**** Records

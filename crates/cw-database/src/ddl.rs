//! Static table definitions.
//!
//! Every statement is `CREATE TABLE IF NOT EXISTS`; running them twice is a
//! no-op and there is no version tracking.

use diesel::connection::SimpleConnection;
use diesel::pg::PgConnection;

use crate::connection::WarehouseConnection;
use crate::repository::StoreResult;

pub const STAGING_POSTGRES: &str = r#"
CREATE TABLE IF NOT EXISTS sentiment (
    id SERIAL PRIMARY KEY,
    source TEXT,
    content TEXT,
    created_at TIMESTAMP NOT NULL DEFAULT CURRENT_TIMESTAMP
);
CREATE TABLE IF NOT EXISTS crypto_data (
    id SERIAL PRIMARY KEY,
    coin VARCHAR(50) NOT NULL,
    open DOUBLE PRECISION NOT NULL,
    high DOUBLE PRECISION NOT NULL,
    low DOUBLE PRECISION NOT NULL,
    close DOUBLE PRECISION NOT NULL,
    volume DOUBLE PRECISION NOT NULL,
    market_cap DOUBLE PRECISION NOT NULL,
    created_at TIMESTAMP NOT NULL DEFAULT CURRENT_TIMESTAMP
);
CREATE INDEX IF NOT EXISTS crypto_data_coin_created_idx ON crypto_data (coin, created_at);
CREATE TABLE IF NOT EXISTS dominance (
    id SERIAL PRIMARY KEY,
    btc_dominance DOUBLE PRECISION NOT NULL,
    eth_dominance DOUBLE PRECISION NOT NULL,
    altcoin_dominance DOUBLE PRECISION NOT NULL,
    created_at TIMESTAMP NOT NULL DEFAULT CURRENT_TIMESTAMP
);
CREATE TABLE IF NOT EXISTS "GoldPrice" (
    id SERIAL PRIMARY KEY,
    "timestamp" TIMESTAMP NOT NULL,
    open DOUBLE PRECISION NOT NULL,
    high DOUBLE PRECISION NOT NULL,
    low DOUBLE PRECISION NOT NULL,
    close DOUBLE PRECISION NOT NULL,
    created_at TIMESTAMP NOT NULL DEFAULT CURRENT_TIMESTAMP
);
CREATE TABLE IF NOT EXISTS "InterestRate" (
    id SERIAL PRIMARY KEY,
    "timestamp" TIMESTAMP NOT NULL,
    open DOUBLE PRECISION NOT NULL,
    high DOUBLE PRECISION NOT NULL,
    low DOUBLE PRECISION NOT NULL,
    close DOUBLE PRECISION NOT NULL,
    created_at TIMESTAMP NOT NULL DEFAULT CURRENT_TIMESTAMP
);
CREATE TABLE IF NOT EXISTS "stocksPrices" (
    id SERIAL PRIMARY KEY,
    "timestamp" TIMESTAMP NOT NULL,
    open DOUBLE PRECISION NOT NULL,
    high DOUBLE PRECISION NOT NULL,
    low DOUBLE PRECISION NOT NULL,
    close DOUBLE PRECISION NOT NULL,
    volume DOUBLE PRECISION NOT NULL,
    created_at TIMESTAMP NOT NULL DEFAULT CURRENT_TIMESTAMP
);
CREATE TABLE IF NOT EXISTS blockchain_statistics (
    id SERIAL PRIMARY KEY,
    "timestamp" TIMESTAMP NOT NULL,
    coin VARCHAR(50) NOT NULL,
    block_reward_static DOUBLE PRECISION,
    consensus_mechanism VARCHAR(50),
    difficulty VARCHAR(50),
    hashrate_24h VARCHAR(50),
    pending_transactions INT,
    reduction_rate VARCHAR(50),
    total_blocks INT,
    total_transactions VARCHAR(50),
    tps_24h DOUBLE PRECISION,
    first_block_timestamp TIMESTAMP,
    created_at TIMESTAMP NOT NULL DEFAULT CURRENT_TIMESTAMP
);
CREATE TABLE IF NOT EXISTS "ExchangeRate" (
    id SERIAL PRIMARY KEY,
    "timestamp" TIMESTAMP NOT NULL,
    name VARCHAR(50) NOT NULL,
    unit VARCHAR(10) NOT NULL,
    value DOUBLE PRECISION NOT NULL,
    type VARCHAR(50),
    created_at TIMESTAMP NOT NULL DEFAULT CURRENT_TIMESTAMP
);
"#;

pub const WAREHOUSE_POSTGRES: &str = r#"
CREATE TABLE IF NOT EXISTS date_dim (
    id SERIAL PRIMARY KEY,
    ts TEXT NOT NULL,
    day INT NOT NULL,
    month INT NOT NULL,
    year INT NOT NULL,
    hour INT NOT NULL,
    day_of_week TEXT NOT NULL,
    week INT NOT NULL
);
CREATE TABLE IF NOT EXISTS crypto_info (
    id SERIAL PRIMARY KEY,
    symbol TEXT NOT NULL,
    launch_date DATE NOT NULL,
    ath_price DOUBLE PRECISION NOT NULL,
    ath_date DATE NOT NULL,
    total_supply BIGINT NOT NULL
);
CREATE TABLE IF NOT EXISTS blockchain_info (
    id SERIAL PRIMARY KEY,
    ts TIMESTAMP NOT NULL,
    symbol TEXT NOT NULL,
    hashrate DOUBLE PRECISION NOT NULL,
    tps DOUBLE PRECISION NOT NULL,
    total_trans BIGINT NOT NULL
);
CREATE TABLE IF NOT EXISTS technical_indicators (
    id SERIAL PRIMARY KEY,
    ts TIMESTAMP NOT NULL,
    coin TEXT NOT NULL,
    rsi DOUBLE PRECISION NOT NULL,
    sma DOUBLE PRECISION NOT NULL,
    ema DOUBLE PRECISION NOT NULL
);
CREATE TABLE IF NOT EXISTS correlations_dim (
    id SERIAL PRIMARY KEY,
    ts TIMESTAMP NOT NULL,
    gold_price DOUBLE PRECISION,
    interest_rate DOUBLE PRECISION,
    stocks_price DOUBLE PRECISION
);
CREATE TABLE IF NOT EXISTS sentiment_dim (
    id SERIAL PRIMARY KEY,
    ts TIMESTAMP NOT NULL,
    score DOUBLE PRECISION NOT NULL,
    sentiment TEXT NOT NULL
);
CREATE TABLE IF NOT EXISTS crypto_dim (
    id SERIAL PRIMARY KEY,
    ts TIMESTAMP NOT NULL,
    coin TEXT NOT NULL,
    open DOUBLE PRECISION NOT NULL,
    high DOUBLE PRECISION NOT NULL,
    low DOUBLE PRECISION NOT NULL,
    close DOUBLE PRECISION NOT NULL,
    volume DOUBLE PRECISION NOT NULL,
    market_cap DOUBLE PRECISION NOT NULL,
    price_change DOUBLE PRECISION NOT NULL,
    price_change_perc DOUBLE PRECISION NOT NULL,
    market_cap_change DOUBLE PRECISION NOT NULL,
    market_cap_change_perc DOUBLE PRECISION NOT NULL
);
CREATE TABLE IF NOT EXISTS fact_table (
    id SERIAL PRIMARY KEY,
    ts TIMESTAMP NOT NULL,
    coin TEXT NOT NULL,
    price DOUBLE PRECISION NOT NULL,
    dominance DOUBLE PRECISION,
    exchange_rate DOUBLE PRECISION,
    price_change_perc DOUBLE PRECISION NOT NULL
);
"#;

pub const WAREHOUSE_SQLITE: &str = r#"
CREATE TABLE IF NOT EXISTS date_dim (
    id INTEGER PRIMARY KEY AUTOINCREMENT,
    ts TEXT NOT NULL,
    day INTEGER NOT NULL,
    month INTEGER NOT NULL,
    year INTEGER NOT NULL,
    hour INTEGER NOT NULL,
    day_of_week TEXT NOT NULL,
    week INTEGER NOT NULL
);
CREATE TABLE IF NOT EXISTS crypto_info (
    id INTEGER PRIMARY KEY AUTOINCREMENT,
    symbol TEXT NOT NULL,
    launch_date DATE NOT NULL,
    ath_price DOUBLE NOT NULL,
    ath_date DATE NOT NULL,
    total_supply BIGINT NOT NULL
);
CREATE TABLE IF NOT EXISTS blockchain_info (
    id INTEGER PRIMARY KEY AUTOINCREMENT,
    ts TIMESTAMP NOT NULL,
    symbol TEXT NOT NULL,
    hashrate DOUBLE NOT NULL,
    tps DOUBLE NOT NULL,
    total_trans BIGINT NOT NULL
);
CREATE TABLE IF NOT EXISTS technical_indicators (
    id INTEGER PRIMARY KEY AUTOINCREMENT,
    ts TIMESTAMP NOT NULL,
    coin TEXT NOT NULL,
    rsi DOUBLE NOT NULL,
    sma DOUBLE NOT NULL,
    ema DOUBLE NOT NULL
);
CREATE TABLE IF NOT EXISTS correlations_dim (
    id INTEGER PRIMARY KEY AUTOINCREMENT,
    ts TIMESTAMP NOT NULL,
    gold_price DOUBLE,
    interest_rate DOUBLE,
    stocks_price DOUBLE
);
CREATE TABLE IF NOT EXISTS sentiment_dim (
    id INTEGER PRIMARY KEY AUTOINCREMENT,
    ts TIMESTAMP NOT NULL,
    score DOUBLE NOT NULL,
    sentiment TEXT NOT NULL
);
CREATE TABLE IF NOT EXISTS crypto_dim (
    id INTEGER PRIMARY KEY AUTOINCREMENT,
    ts TIMESTAMP NOT NULL,
    coin TEXT NOT NULL,
    open DOUBLE NOT NULL,
    high DOUBLE NOT NULL,
    low DOUBLE NOT NULL,
    close DOUBLE NOT NULL,
    volume DOUBLE NOT NULL,
    market_cap DOUBLE NOT NULL,
    price_change DOUBLE NOT NULL,
    price_change_perc DOUBLE NOT NULL,
    market_cap_change DOUBLE NOT NULL,
    market_cap_change_perc DOUBLE NOT NULL
);
CREATE TABLE IF NOT EXISTS fact_table (
    id INTEGER PRIMARY KEY AUTOINCREMENT,
    ts TIMESTAMP NOT NULL,
    coin TEXT NOT NULL,
    price DOUBLE NOT NULL,
    dominance DOUBLE,
    exchange_rate DOUBLE,
    price_change_perc DOUBLE NOT NULL
);
"#;

/// Create the operational tables on a postgres staging database
pub fn apply_staging_ddl(conn: &mut PgConnection) -> StoreResult<()> {
  conn.batch_execute(STAGING_POSTGRES)?;
  Ok(())
}

/// Create the dimensional tables for whichever backend `conn` points at
pub fn apply_warehouse_ddl(conn: &mut WarehouseConnection) -> StoreResult<()> {
  match conn {
    WarehouseConnection::Postgres(pg) => pg.batch_execute(WAREHOUSE_POSTGRES)?,
    WarehouseConnection::Sqlite(lite) => lite.batch_execute(WAREHOUSE_SQLITE)?,
  }
  Ok(())
}
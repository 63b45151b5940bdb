// Hand-maintained to match the statements in `ddl.rs`.

// ===== Staging (operational) store =====

diesel::table! {
    use diesel::sql_types::*;

    sentiment (id) {
        id -> Int4,
        source -> Nullable<Text>,
        content -> Nullable<Text>,
        created_at -> Timestamp,
    }
}

diesel::table! {
    use diesel::sql_types::*;

    crypto_data (id) {
        id -> Int4,
        #[max_length = 50]
        coin -> Varchar,
        open -> Float8,
        high -> Float8,
        low -> Float8,
        close -> Float8,
        volume -> Float8,
        market_cap -> Float8,
        created_at -> Timestamp,
    }
}

diesel::table! {
    use diesel::sql_types::*;

    dominance (id) {
        id -> Int4,
        btc_dominance -> Float8,
        eth_dominance -> Float8,
        altcoin_dominance -> Float8,
        created_at -> Timestamp,
    }
}

diesel::table! {
    use diesel::sql_types::*;

    #[sql_name = "GoldPrice"]
    gold_price (id) {
        id -> Int4,
        #[sql_name = "timestamp"]
        ts -> Timestamp,
        open -> Float8,
        high -> Float8,
        low -> Float8,
        close -> Float8,
        created_at -> Timestamp,
    }
}

diesel::table! {
    use diesel::sql_types::*;

    #[sql_name = "InterestRate"]
    interest_rate (id) {
        id -> Int4,
        #[sql_name = "timestamp"]
        ts -> Timestamp,
        open -> Float8,
        high -> Float8,
        low -> Float8,
        close -> Float8,
        created_at -> Timestamp,
    }
}

diesel::table! {
    use diesel::sql_types::*;

    #[sql_name = "stocksPrices"]
    stocks_prices (id) {
        id -> Int4,
        #[sql_name = "timestamp"]
        ts -> Timestamp,
        open -> Float8,
        high -> Float8,
        low -> Float8,
        close -> Float8,
        volume -> Float8,
        created_at -> Timestamp,
    }
}

diesel::table! {
    use diesel::sql_types::*;

    blockchain_statistics (id) {
        id -> Int4,
        #[sql_name = "timestamp"]
        ts -> Timestamp,
        #[max_length = 50]
        coin -> Varchar,
        block_reward_static -> Nullable<Float8>,
        #[max_length = 50]
        consensus_mechanism -> Nullable<Varchar>,
        #[max_length = 50]
        difficulty -> Nullable<Varchar>,
        #[max_length = 50]
        hashrate_24h -> Nullable<Varchar>,
        pending_transactions -> Nullable<Int4>,
        #[max_length = 50]
        reduction_rate -> Nullable<Varchar>,
        total_blocks -> Nullable<Int4>,
        #[max_length = 50]
        total_transactions -> Nullable<Varchar>,
        tps_24h -> Nullable<Float8>,
        first_block_timestamp -> Nullable<Timestamp>,
        created_at -> Timestamp,
    }
}

diesel::table! {
    use diesel::sql_types::*;

    #[sql_name = "ExchangeRate"]
    exchange_rate (id) {
        id -> Int4,
        #[sql_name = "timestamp"]
        ts -> Timestamp,
        #[max_length = 50]
        name -> Varchar,
        #[max_length = 10]
        unit -> Varchar,
        value -> Float8,
        #[sql_name = "type"]
        rate_type -> Nullable<Varchar>,
        created_at -> Timestamp,
    }
}

diesel::allow_tables_to_appear_in_same_query!(
    sentiment,
    crypto_data,
    dominance,
    gold_price,
    interest_rate,
    stocks_prices,
    blockchain_statistics,
    exchange_rate,
);

// ===== Warehouse (dimensional) store =====

diesel::table! {
    use diesel::sql_types::*;

    date_dim (id) {
        id -> Integer,
        ts -> Text,
        day -> Integer,
        month -> Integer,
        year -> Integer,
        hour -> Integer,
        day_of_week -> Text,
        week -> Integer,
    }
}

diesel::table! {
    use diesel::sql_types::*;

    crypto_info (id) {
        id -> Integer,
        symbol -> Text,
        launch_date -> Date,
        ath_price -> Double,
        ath_date -> Date,
        total_supply -> BigInt,
    }
}

diesel::table! {
    use diesel::sql_types::*;

    blockchain_info (id) {
        id -> Integer,
        ts -> Timestamp,
        symbol -> Text,
        hashrate -> Double,
        tps -> Double,
        total_trans -> BigInt,
    }
}

diesel::table! {
    use diesel::sql_types::*;

    technical_indicators (id) {
        id -> Integer,
        ts -> Timestamp,
        coin -> Text,
        rsi -> Double,
        sma -> Double,
        ema -> Double,
    }
}

diesel::table! {
    use diesel::sql_types::*;

    correlations_dim (id) {
        id -> Integer,
        ts -> Timestamp,
        gold_price -> Nullable<Double>,
        interest_rate -> Nullable<Double>,
        stocks_price -> Nullable<Double>,
    }
}

diesel::table! {
    use diesel::sql_types::*;

    sentiment_dim (id) {
        id -> Integer,
        ts -> Timestamp,
        score -> Double,
        sentiment -> Text,
    }
}

diesel::table! {
    use diesel::sql_types::*;

    crypto_dim (id) {
        id -> Integer,
        ts -> Timestamp,
        coin -> Text,
        open -> Double,
        high -> Double,
        low -> Double,
        close -> Double,
        volume -> Double,
        market_cap -> Double,
        price_change -> Double,
        price_change_perc -> Double,
        market_cap_change -> Double,
        market_cap_change_perc -> Double,
    }
}

diesel::table! {
    use diesel::sql_types::*;

    fact_table (id) {
        id -> Integer,
        ts -> Timestamp,
        coin -> Text,
        price -> Double,
        dominance -> Nullable<Double>,
        exchange_rate -> Nullable<Double>,
        price_change_perc -> Double,
    }
}
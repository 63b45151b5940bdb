//! `cw init`: create missing tables on the staging store and the warehouse

use anyhow::{Context, Result};
use clap::Args;
use cw_core::{Config, WarehouseBackend, WarehouseConfig};
use cw_database::ddl::{apply_staging_ddl, apply_warehouse_ddl};
use cw_database::{establish_staging, open_warehouse};
use tracing::info;

use super::select_backend;

#[derive(Args, Debug)]
pub struct InitCommand {
  /// Warehouse backend (postgres or sqlite)
  #[arg(short, long, env = "WAREHOUSE_BACKEND")]
  pub warehouse: Option<WarehouseBackend>,

  /// Only create the staging tables
  #[arg(long, conflicts_with = "warehouse_only")]
  pub staging_only: bool,

  /// Only create the warehouse tables
  #[arg(long)]
  pub warehouse_only: bool,
}

pub fn execute(cmd: InitCommand, config: &Config) -> Result<()> {
  if !cmd.warehouse_only {
    init_staging(config.staging.require_url()?)?;
  }

  if !cmd.staging_only {
    let backend = select_backend(cmd.warehouse, &config.warehouse)?;
    init_warehouse(backend, &config.warehouse)?;
  }

  Ok(())
}

pub fn init_staging(url: &str) -> Result<()> {
  let mut conn = establish_staging(url).context("Failed to connect to staging database")?;
  apply_staging_ddl(&mut conn).context("Failed to create staging tables")?;
  info!("Staging tables ready");
  Ok(())
}

pub fn init_warehouse(backend: WarehouseBackend, config: &WarehouseConfig) -> Result<()> {
  let mut conn = open_warehouse(backend, config)
    .with_context(|| format!("Failed to open {} warehouse", backend))?;
  apply_warehouse_ddl(&mut conn).context("Failed to create warehouse tables")?;
  info!(backend = %backend, "Warehouse tables ready");
  Ok(())
}
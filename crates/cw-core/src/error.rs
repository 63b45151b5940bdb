use thiserror::Error;

/// The main error type for cw-* crates
#[derive(Error, Debug)]
pub enum Error {
  /// Configuration error
  #[error("Configuration error: {0}")]
  Config(String),

  /// Missing required setting
  #[error("Missing required setting: {0}")]
  MissingSetting(String),

  /// Unknown value for an enumerated setting
  #[error("Unknown {kind}: {value}")]
  UnknownVariant { kind: &'static str, value: String },
}

/// Result type alias for cw-* crates
pub type Result<T> = std::result::Result<T, Error>;

#[cfg(test)]
mod tests {
  use super::*;

  #[test]
  fn test_unknown_variant_display() {
    let err = Error::UnknownVariant { kind: "warehouse backend", value: "hive".to_string() };
    assert_eq!(err.to_string(), "Unknown warehouse backend: hive");
  }

  #[test]
  fn test_missing_setting_display() {
    let err = Error::MissingSetting("STAGING_DATABASE_URL".to_string());
    assert!(err.to_string().contains("STAGING_DATABASE_URL"));
  }
}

********

Provide only the count of lines within the entries above that include the string "crates".

▸ **Output for this exercise**
4